聖 書 ルカによる福音書1章46~55節

説教者 山岡 創牧師
◆マリアの賛歌 46そこで、マリアは言った。「わたしの魂(たましい)は主をあがめ、47わたしの霊は救い主である神を喜びたたえます。48身分の低い、この主のはしためにも/目を留(と)めてくださったからです。今から後、いつの世の人も/わたしを幸(さいわ)いな者と言うでしょう、49力ある方が、/わたしに偉大なことをなさいましたから。その御名(みな)は尊(とおと)く、50その憐(あわ)れみは代々に限りなく、/主を畏(おそ)れる者に及びます。51主はその腕で力を振るい、/思い上がる者を打ち散らし、52権力ある者をその座から引き降ろし、/身分の低い者を高く上げ、53飢(う)えた人を良い物で満たし、/富める者を空腹のまま追い返されます。54その僕イスラエルを受け入れて、/憐(あわ)れみをお忘れになりません、55わたしたちの先祖におっしゃったとおり、/アブラハムとその子孫に対してとこしえに。」

「主を畏れる人の幸い」
「今から後、いつの世の人も、わたしを幸いな者と言うでしょう」(48節)
 マリアは、「救い主である神を喜びたたえて」(47節)、このように歌いました。

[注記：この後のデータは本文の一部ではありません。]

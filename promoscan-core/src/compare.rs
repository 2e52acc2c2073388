//! Gene-set profiles against a resampled background.
use anyhow::{ensure, Result};
use log::{info, warn};
use rand::SeedableRng;
use rand_isaac::Isaac64Rng;
use rayon::prelude::*;
use serde::{Deserialize, Serialize};
use statrs::statistics::{Data, OrderStatistics};
use std::collections::HashSet;
use std::path::{Path, PathBuf};

use crate::profile::{artifact_name, ProfileTable};
use crate::task::Task;
use crate::utils::write_tsv;

#[derive(Debug, Clone, Copy, PartialEq, Serialize, Deserialize)]
pub struct BootstrapOptions {
    pub n_resamples: usize,
    pub seed: u64,
    pub lower: f64,
    pub upper: f64,
}

impl Default for BootstrapOptions {
    fn default() -> Self {
        Self { n_resamples: 1000, seed: 2024, lower: 0.05, upper: 0.95 }
    }
}

/// Gene ids whose display name, or any of their `,`-separated display
/// names, is in `names`.
pub fn resolve_gene_set<'a, I>(gene_names: I, names: &[String]) -> HashSet<String>
where
    I: IntoIterator<Item = (&'a str, &'a str)>,
{
    let wanted: HashSet<&str> = names.iter().map(|x| x.as_str()).collect();
    let mut found = HashSet::new();
    let mut genes = HashSet::new();
    for (gene_id, gene_name) in gene_names {
        for name in gene_name.split(',').filter(|x| wanted.contains(x)) {
            found.insert(name);
            genes.insert(gene_id.to_string());
        }
    }
    let n_missing = wanted.len() - found.len();
    if n_missing > 0 {
        warn!("{} of {} gene names did not match any gene", n_missing, wanted.len());
    }
    genes
}

/// Position-wise mean of equally long profiles.
pub fn mean_profile<'a, I>(profiles: I, len: usize) -> Vec<f64>
where
    I: IntoIterator<Item = &'a [f64]>,
{
    let mut total = vec![0.0; len];
    let mut n = 0usize;
    for profile in profiles {
        total.iter_mut().zip(profile).for_each(|(t, x)| *t += x);
        n += 1;
    }
    if n > 0 {
        total.iter_mut().for_each(|x| *x /= n as f64);
    }
    total
}

/// The mean profile of a gene set and the percentile band of mean profiles
/// of equally sized random sets from the other genes.
#[derive(Debug, Clone, PartialEq)]
pub struct Envelope {
    /// Genes of interest that have a profile.
    pub n_goi: usize,
    pub offsets: Vec<i64>,
    pub goi_mean: Vec<f64>,
    pub lower: Vec<f64>,
    pub upper: Vec<f64>,
}

#[derive(Debug, Clone, PartialEq, Serialize, Deserialize)]
pub struct EnvelopeRow {
    pub offset: i64,
    pub goi_mean: f64,
    pub lower: f64,
    pub upper: f64,
}

impl Envelope {
    pub fn rows(&self) -> impl Iterator<Item = EnvelopeRow> + '_ {
        (0..self.offsets.len()).map(move |i| EnvelopeRow {
            offset: self.offsets[i],
            goi_mean: self.goi_mean[i],
            lower: self.lower[i],
            upper: self.upper[i],
        })
    }

    pub fn mean_width(&self) -> f64 {
        let n = self.offsets.len().max(1) as f64;
        self.upper.iter().zip(&self.lower).map(|(u, l)| u - l).sum::<f64>() / n
    }
}

/// Each resample draws `|goi|` distinct genes from the complement of `goi`.
/// Resample `i` is seeded with `seed + i`, so results do not depend on the
/// number of threads.
pub fn bootstrap_envelope(
    table: &ProfileTable,
    goi: &HashSet<String>,
    options: &BootstrapOptions,
) -> Result<Envelope> {
    let len = table.window().len();
    let (goi_rows, background): (Vec<_>, Vec<_>) = table.iter()
        .partition(|(gene_id, _)| goi.contains(*gene_id));
    let k = goi_rows.len();
    ensure!(k > 0, "none of the genes of interest has a profile");
    ensure!(
        k <= background.len(),
        "{} genes of interest but only {} background genes", k, background.len(),
    );
    ensure!(options.n_resamples > 0, "the number of resamples must be positive");

    let goi_mean = mean_profile(goi_rows.iter().map(|x| x.1), len);
    let resampled: Vec<Vec<f64>> = (0..options.n_resamples).into_par_iter().map(|i| {
        let mut rng = Isaac64Rng::seed_from_u64(options.seed.wrapping_add(i as u64));
        let idx = rand::seq::index::sample(&mut rng, background.len(), k);
        mean_profile(idx.iter().map(|j| background[j].1), len)
    }).collect();

    let (lower, upper): (Vec<f64>, Vec<f64>) = (0..len).map(|j| {
        let mut data = Data::new(resampled.iter().map(|x| x[j]).collect::<Vec<_>>());
        (data.quantile(options.lower), data.quantile(options.upper))
    }).unzip();

    Ok(Envelope {
        n_goi: k,
        offsets: table.window().offsets().collect(),
        goi_mean,
        lower,
        upper,
    })
}

/// Compares the gene set against the background for one motif.
pub struct CompareTask {
    profiles: PathBuf,
    genes: HashSet<String>,
    options: BootstrapOptions,
    output: PathBuf,
}

impl CompareTask {
    pub fn new(motif_id: &str, profile_dir: &Path, genes: HashSet<String>, options: BootstrapOptions, dir: &Path) -> Self {
        let name = artifact_name(motif_id);
        Self {
            profiles: profile_dir.join(format!("{}.arrow", name)),
            genes,
            options,
            output: dir.join(format!("{}.tsv", name)),
        }
    }
}

impl Task for CompareTask {
    fn key(&self) -> String {
        self.profiles.file_stem().map(|x| x.to_string_lossy().to_string()).unwrap_or_default()
    }

    fn output(&self) -> &Path {
        &self.output
    }

    fn run(&self, dest: &Path) -> Result<()> {
        let table = ProfileTable::read_ipc(&self.profiles)?;
        let envelope = bootstrap_envelope(&table, &self.genes, &self.options)?;
        info!(
            "{}: {} genes of interest, mean envelope width {:.4}",
            self.key(), envelope.n_goi, envelope.mean_width(),
        );
        write_tsv(dest, envelope.rows())
    }
}
//! Transcription start site selection.
//!
//! Picks one transcript start site per gene from a GTF-style transcript
//! annotation (FANTOM CAT layout: gene, transcript and exon rows sharing a
//! `gene_id`, with a transcription-initiation confidence score attached to
//! transcript rows).
use anyhow::{Context, Result};
use indexmap::IndexMap;
use log::{debug, info};
use noodles::gtf;
use serde::{Deserialize, Serialize};
use std::{cmp::Ordering, io::BufRead, path::Path, str::FromStr};

use crate::bed::Strand;
use crate::genome::CanonicalChroms;
use crate::utils::{collapse_unique, open_file_for_read};

/// Genes with fewer annotation rows than this (gene + transcript + exon) are dropped.
pub const MIN_ROWS_PER_GENE: usize = 3;

/// Attribute keys used to interpret annotation rows.
#[derive(Debug, Clone, PartialEq, Serialize, Deserialize)]
#[serde(default)]
pub struct AnnotationParserOptions {
    pub gene_id_key: String,
    pub gene_name_key: String,
    pub gene_class_key: String,
    pub score_key: String,
    /// Value of the gene class attribute that marks protein-coding genes.
    pub coding_class: String,
    pub min_rows_per_gene: usize,
}

impl Default for AnnotationParserOptions {
    fn default() -> Self {
        Self {
            gene_id_key: "gene_id".to_string(),
            gene_name_key: "gene_name".to_string(),
            gene_class_key: "geneClass".to_string(),
            score_key: "TIEScore".to_string(),
            coding_class: "coding_mRNA".to_string(),
            min_rows_per_gene: MIN_ROWS_PER_GENE,
        }
    }
}

/// One row of the annotation table. Positions are 1-based, inclusive.
#[derive(Debug, Clone, PartialEq)]
pub struct AnnotationRecord {
    pub chrom: String,
    pub feature: String,
    pub start: u64,
    pub end: u64,
    pub strand: Strand,
    pub attributes: Vec<(String, String)>,
}

impl AnnotationRecord {
    pub fn attribute(&self, key: &str) -> Option<&str> {
        self.attributes.iter().find(|(k, _)| k == key).map(|(_, v)| v.as_str())
    }

    /// The strand-appropriate end of the interval.
    pub fn tss(&self) -> Option<u64> {
        match self.strand {
            Strand::Forward => Some(self.start),
            Strand::Reverse => Some(self.end),
            Strand::Unknown => None,
        }
    }
}

impl From<&gtf::Record> for AnnotationRecord {
    fn from(record: &gtf::Record) -> Self {
        AnnotationRecord {
            chrom: record.reference_sequence_name().to_string(),
            feature: record.ty().to_string(),
            start: usize::from(record.start()) as u64,
            end: usize::from(record.end()) as u64,
            strand: match record.strand() {
                Some(gtf::record::Strand::Forward) => Strand::Forward,
                Some(gtf::record::Strand::Reverse) => Strand::Reverse,
                None => Strand::Unknown,
            },
            attributes: record
                .attributes()
                .iter()
                .map(|x| (x.key().to_string(), x.value().to_string()))
                .collect(),
        }
    }
}

pub fn read_annotation<R: BufRead>(input: R) -> Result<Vec<AnnotationRecord>> {
    let mut records = Vec::new();
    for (i, line) in input.lines().enumerate() {
        let line = line?;
        if line.is_empty() {
            continue;
        }
        let line = gtf::Line::from_str(&line)
            .with_context(|| format!("failed to parse annotation line {}: {}", i + 1, line))?;
        if let gtf::line::Line::Record(rec) = line {
            records.push(AnnotationRecord::from(&rec));
        }
    }
    Ok(records)
}

pub fn read_annotation_from_path<P: AsRef<Path>>(path: P) -> Result<Vec<AnnotationRecord>> {
    read_annotation(open_file_for_read(&path)?)
        .with_context(|| format!("failed to read annotation from {}", path.as_ref().display()))
}

/// One selected gene and its transcription start site.
#[derive(Debug, Clone, PartialEq, Serialize, Deserialize)]
pub struct GeneRecord {
    pub gene_id: String,
    pub chrom: String,
    pub tss: u64,
    pub strand: Strand,
    pub gene_name: String,
    pub score: Option<f64>,
}

fn parse_score(record: &AnnotationRecord, key: &str) -> Option<f64> {
    record.attribute(key).and_then(|x| x.parse::<f64>().ok()).filter(|x| !x.is_nan())
}

// Missing scores rank below every scored row.
fn cmp_score_desc(a: Option<f64>, b: Option<f64>) -> Ordering {
    match (a, b) {
        (Some(a), Some(b)) => b.partial_cmp(&a).unwrap_or(Ordering::Equal),
        (Some(_), None) => Ordering::Less,
        (None, Some(_)) => Ordering::Greater,
        (None, None) => Ordering::Equal,
    }
}

/// Select one transcription start site per gene.
///
/// Rows are grouped by gene id. Groups with fewer than
/// `options.min_rows_per_gene` rows are dropped. Within a group rows are
/// sorted by confidence score, descending, with a stable sort so that ties go
/// to the row that came first in the input. The winning row must sit on a
/// canonical chromosome, the gene must be of the coding class and the strand
/// must be known; otherwise the gene is dropped. The TSS is the interval start
/// on `+` and the interval end on `-`.
///
/// The result is sorted by gene id.
pub fn select_tss(
    records: &[AnnotationRecord],
    options: &AnnotationParserOptions,
    canonical: &CanonicalChroms,
) -> Vec<GeneRecord> {
    let mut groups: IndexMap<&str, Vec<&AnnotationRecord>> = IndexMap::new();
    let mut n_missing_id = 0;
    for record in records {
        match record.attribute(&options.gene_id_key) {
            Some(id) => groups.entry(id).or_default().push(record),
            None => n_missing_id += 1,
        }
    }
    if n_missing_id > 0 {
        debug!("{} annotation rows without '{}' were ignored", n_missing_id, options.gene_id_key);
    }

    let n_genes = groups.len();
    let mut selected: Vec<GeneRecord> = groups
        .into_iter()
        .filter(|(_, rows)| rows.len() >= options.min_rows_per_gene)
        .filter_map(|(gene_id, mut rows)| {
            let gene_class = rows.iter().find_map(|r| r.attribute(&options.gene_class_key));
            if gene_class != Some(options.coding_class.as_str()) {
                return None;
            }
            let gene_name = collapse_unique(
                rows.iter().filter_map(|r| r.attribute(&options.gene_name_key)),
            );
            rows.sort_by(|a, b| {
                cmp_score_desc(parse_score(a, &options.score_key), parse_score(b, &options.score_key))
            });
            let best = rows[0];
            if !canonical.is_canonical(&best.chrom) {
                return None;
            }
            Some(GeneRecord {
                gene_id: gene_id.to_string(),
                chrom: best.chrom.clone(),
                tss: best.tss()?,
                strand: best.strand,
                gene_name,
                score: parse_score(best, &options.score_key),
            })
        })
        .collect();
    selected.sort_by(|a, b| a.gene_id.cmp(&b.gene_id));
    info!("Selected a TSS for {} out of {} genes", selected.len(), n_genes);
    selected
}

#[cfg(test)]
mod tests {
    use super::*;

    fn row(feature: &str, gene: &str, start: u64, end: u64, strand: char, score: Option<f64>) -> String {
        let score = score.map(|x| format!(" TIEScore \"{}\";", x)).unwrap_or_default();
        format!(
            "chr1\tFANTOM\t{}\t{}\t{}\t.\t{}\t.\tgene_id \"{}\"; gene_name \"{}\"; geneClass \"coding_mRNA\";{}",
            feature, start, end, strand, gene, gene.to_lowercase(), score,
        )
    }

    fn select(lines: &[String]) -> Vec<GeneRecord> {
        let records = read_annotation(lines.join("\n").as_bytes()).unwrap();
        select_tss(&records, &Default::default(), &Default::default())
    }

    #[test]
    fn test_read_annotation() {
        let input = format!(
            "##description: test\n{}\n\n{}\n",
            row("gene", "G1", 100, 900, '+', None),
            row("transcript", "G1", 100, 900, '+', Some(0.9)),
        );
        let records = read_annotation(input.as_bytes()).unwrap();
        assert_eq!(records.len(), 2);
        assert_eq!(records[1].feature, "transcript");
        assert_eq!((records[1].start, records[1].end), (100, 900));
        assert_eq!(records[1].attribute("gene_id"), Some("G1"));
        assert_eq!(records[1].attribute("TIEScore"), Some("0.9"));
        assert_eq!(records[0].attribute("TIEScore"), None);
    }

    #[test]
    fn test_highest_score_wins() {
        let genes = select(&[
            row("gene", "G1", 100, 900, '+', None),
            row("transcript", "G1", 100, 900, '+', Some(0.9)),
            row("transcript", "G1", 150, 900, '+', Some(0.95)),
            row("exon", "G1", 150, 300, '+', None),
        ]);
        assert_eq!(genes.len(), 1);
        assert_eq!(genes[0].tss, 150);
        assert_eq!(genes[0].score, Some(0.95));
        assert_eq!(genes[0].gene_name, "g1");
    }

    #[test]
    fn test_reverse_strand_uses_end() {
        let genes = select(&[
            row("gene", "G2", 100, 1000, '-', None),
            row("transcript", "G2", 100, 950, '-', Some(0.95)),
            row("transcript", "G2", 100, 1000, '-', Some(0.9)),
        ]);
        assert_eq!(genes[0].tss, 950);
        assert_eq!(genes[0].strand, Strand::Reverse);
    }

    #[test]
    fn test_ties_keep_first_row() {
        let genes = select(&[
            row("transcript", "G3", 200, 900, '+', Some(0.5)),
            row("transcript", "G3", 300, 900, '+', Some(0.5)),
            row("exon", "G3", 300, 400, '+', None),
        ]);
        assert_eq!(genes[0].tss, 200);
    }

    #[test]
    fn test_filters() {
        let mut lines = vec![
            // too few rows
            row("gene", "A", 100, 200, '+', None),
            row("transcript", "A", 100, 200, '+', Some(1.0)),
        ];
        // non-canonical chromosome
        lines.extend((0..3).map(|_| row("transcript", "B", 1, 10, '+', Some(1.0)).replacen("chr1", "chrM", 1)));
        // non-coding
        lines.extend((0..3).map(|_| row("transcript", "C", 1, 10, '+', Some(1.0)).replace("coding_mRNA", "lncRNA")));
        // unknown strand
        lines.extend((0..3).map(|_| row("transcript", "D", 1, 10, '.', Some(1.0))));
        lines.extend((0..3).map(|i| row("transcript", "E", 10 + i, 100, '+', Some(1.0))));
        let genes = select(&lines);
        assert_eq!(genes.iter().map(|x| x.gene_id.as_str()).collect::<Vec<_>>(), vec!["E"]);
        assert_eq!(genes[0].tss, 10);
    }

    #[test]
    fn test_names_are_collapsed() {
        let genes = select(&[
            row("transcript", "G4", 1, 10, '+', Some(1.0)),
            row("transcript", "G4", 1, 10, '+', Some(1.0)).replace("gene_name \"g4\"", "gene_name \"ALT\""),
            row("transcript", "G4", 1, 10, '+', Some(1.0)),
        ]);
        assert_eq!(genes[0].gene_name, "g4,ALT");
    }

    #[test]
    fn test_bad_line() {
        let err = read_annotation("chr1\tx\tgene\tabc\t10\t.\t+\t.\tgene_id \"A\";".as_bytes()).unwrap_err();
        assert!(format!("{:#}", err).contains("annotation line 1"));
    }
}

神の恵みを悟(さと)ったからです。マリアのもとに天使ガブリエルがやって来て、「おめでとう。恵(めぐ)まれた方。主があなたと共におられる」(28節)と告げた時、最初マリアは戸惑(とまど)い、何のことか分かりませんでした。そして、自分が神の子を身ごもると教えられ、「どうして、そんなことがありえましょうか」(34節)と拒絶します。けれども、神の「力があなたを包む」(35節)との天使の言葉に思い直し、「お言葉どおり、この身に成りますように」(38節)と、天使の言葉によって示された神の御心(みこころ)を受け入れます。
 その後マリアは、同じく神に力によって身ごもったという親類のエリサベトを訪ね、3カ月の間、共に過ごします。その生活、信仰の分かち合い、励(はげ)ましの中で、マリアの心の内に泉のように湧(わ)き上がった喜びの賛美が〈マリアの賛歌〉です。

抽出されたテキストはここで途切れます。